GOAL OF THE EXERCISE
List all the lines in these records that hold "with".

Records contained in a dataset
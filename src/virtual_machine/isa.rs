//! Instruction Set Architecture (ISA) definitions.
//!
//! The [`for_each_instruction!`](crate::for_each_instruction) macro holds the
//! canonical opcode table and hands it to a callback macro, so the enum, the
//! decoder, the mnemonic tables and the assembler's parser are all generated
//! from one list and cannot drift apart.
//!
//! This module generates:
//! - The [`Instruction`] enum with opcode mappings
//! - `TryFrom<u8>` for decoding opcode bytes
//! - [`Instruction::mnemonic`], [`Instruction::has_immediate`] and
//!   [`Instruction::from_mnemonic`]
//!
//! # Bytecode Format
//!
//! Every instruction is one opcode byte, optionally followed by one immediate
//! byte:
//! - `Addr`: index into the data segment
//! - `Target`: absolute index into the instruction segment

use crate::virtual_machine::errors::VMError;

/// Invokes a callback macro with the complete instruction definition list.
///
/// Stack effects are written Forth-style, `( before -- after )`, top of stack
/// on the right.
#[macro_export]
macro_rules! for_each_instruction {
    ($callback:ident) => {
        $callback! {
            // =========================
            // Stack manipulation
            // =========================
            /// NOOP ; ( -- )
            Noop = 0x00, "noop" => [],
            /// DROP ; ( a -- )
            Drop = 0x01, "drop" => [],
            /// LOAD addr ; ( -- data[addr] )
            Load = 0x02, "load" => [addr: Addr],
            /// DUP ; ( a -- a a )
            Dup = 0x03, "dup" => [],
            /// SWAP ; ( a b -- b a )
            Swap = 0x04, "swap" => [],
            /// OVER ; ( a b -- a b a )
            Over = 0x05, "over" => [],
            /// ROT ; ( a b c -- b c a )
            Rot = 0x06, "rot" => [],
            /// NIP ; ( a b -- b )
            Nip = 0x07, "nip" => [],
            /// TUCK ; ( a b -- b a b )
            Tuck = 0x08, "tuck" => [],
            // =========================
            // Integer arithmetic (wrapping u32)
            // =========================
            /// ADD ; ( a b -- a+b )
            Add = 0x09, "add" => [],
            /// INC ; ( a -- a+1 )
            Inc = 0x0A, "inc" => [],
            /// DEC ; ( a -- a-1 )
            Dec = 0x0B, "dec" => [],
            /// SUB ; ( a b -- a-b )
            Sub = 0x0C, "sub" => [],
            /// MUL ; ( a b -- a*b )
            Mul = 0x0D, "mul" => [],
            /// DIV ; ( a b -- a/b ), traps when b == 0
            Div = 0x0E, "div" => [],
            /// MOD ; ( a b -- a%b ), traps when b == 0
            Mod = 0x0F, "mod" => [],
            // =========================
            // Control flow
            // =========================
            /// JUMP target ; ( -- ) ip = target
            Jump = 0x10, "jump" => [target: Target],
            /// EQJP target ; ( a b -- ) if a == b then ip = target
            Eqjp = 0x11, "eqjp" => [target: Target],
            /// GTJP target ; ( a b -- ) if a > b then ip = target
            Gtjp = 0x12, "gtjp" => [target: Target],
            /// LTJP target ; ( a b -- ) if a < b then ip = target
            Ltjp = 0x13, "ltjp" => [target: Target],
            /// EQZJP target ; ( a -- ) if a == 0 then ip = target
            Eqzjp = 0x14, "eqzjp" => [target: Target],
            /// GTZJP target ; ( a -- ) if a > 0 then ip = target
            Gtzjp = 0x15, "gtzjp" => [target: Target],
            /// LTZJP target ; ( a -- ) if a < 0 then ip = target (never, values are unsigned)
            Ltzjp = 0x16, "ltzjp" => [target: Target],
            // =========================
            // Console
            // =========================
            /// IN ; ( -- n ) reads one unsigned integer from the console
            In = 0x17, "in" => [],
            /// OUT ; ( a -- ) writes a to the console
            Out = 0x18, "out" => [],
            // =========================
            // Termination
            // =========================
            /// HALT ; stops execution. Appended after every decoded program.
            Halt = 0xFF, "halt" => [],
        }
    };
}

#[macro_export]
macro_rules! define_instructions {
    (
        $(
            $(#[$doc:meta])*
            $name:ident = $opcode:literal, $mnemonic:literal => [
                $( $field:ident : $kind:ident ),* $(,)?
            ]
        ),* $(,)?
    ) => {
        // =========================
        // VM instruction enum
        // =========================
        #[derive(Copy, Clone, Debug, Eq, PartialEq, Hash)]
        pub enum Instruction {
            $(
                $(#[$doc])*
                $name = $opcode,
            )*
        }

        impl TryFrom<u8> for Instruction {
            type Error = VMError;

            fn try_from(value: u8) -> Result<Self, Self::Error> {
                match value {
                    $( $opcode => Ok(Instruction::$name), )*
                    _ => Err(VMError::InvalidInstruction {
                        opcode: value,
                        ip: 0,
                    }),
                }
            }
        }

        impl Instruction {
            /// Every instruction, in opcode order.
            pub const ALL: &'static [Instruction] = &[ $( Instruction::$name, )* ];

            /// Returns the assembly mnemonic for this instruction.
            pub const fn mnemonic(&self) -> &'static str {
                match self {
                    $( Instruction::$name => $mnemonic, )*
                }
            }

            /// Returns true if one immediate byte follows the opcode.
            pub const fn has_immediate(&self) -> bool {
                match self {
                    $( Instruction::$name => $crate::define_instructions!(@count $( $field ),*) > 0, )*
                }
            }

            /// Encoded size in bytes: the opcode plus its immediate, if any.
            pub const fn size(&self) -> usize {
                if self.has_immediate() { 2 } else { 1 }
            }

            /// Looks up an instruction by its assembly mnemonic.
            pub fn from_mnemonic(name: &str) -> Option<Instruction> {
                match name {
                    $( $mnemonic => Some(Instruction::$name), )*
                    _ => None,
                }
            }
        }
    };

    (@count) => { 0usize };
    (@count $head:ident $(, $tail:ident)*) => { 1usize + $crate::define_instructions!(@count $( $tail ),*) };
}

for_each_instruction!(define_instructions);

ANSWER TO THE PROBLEM
//! - The [`Instruction`] enum with opcode mappings
/// Invokes a callback macro with the complete instruction definition list.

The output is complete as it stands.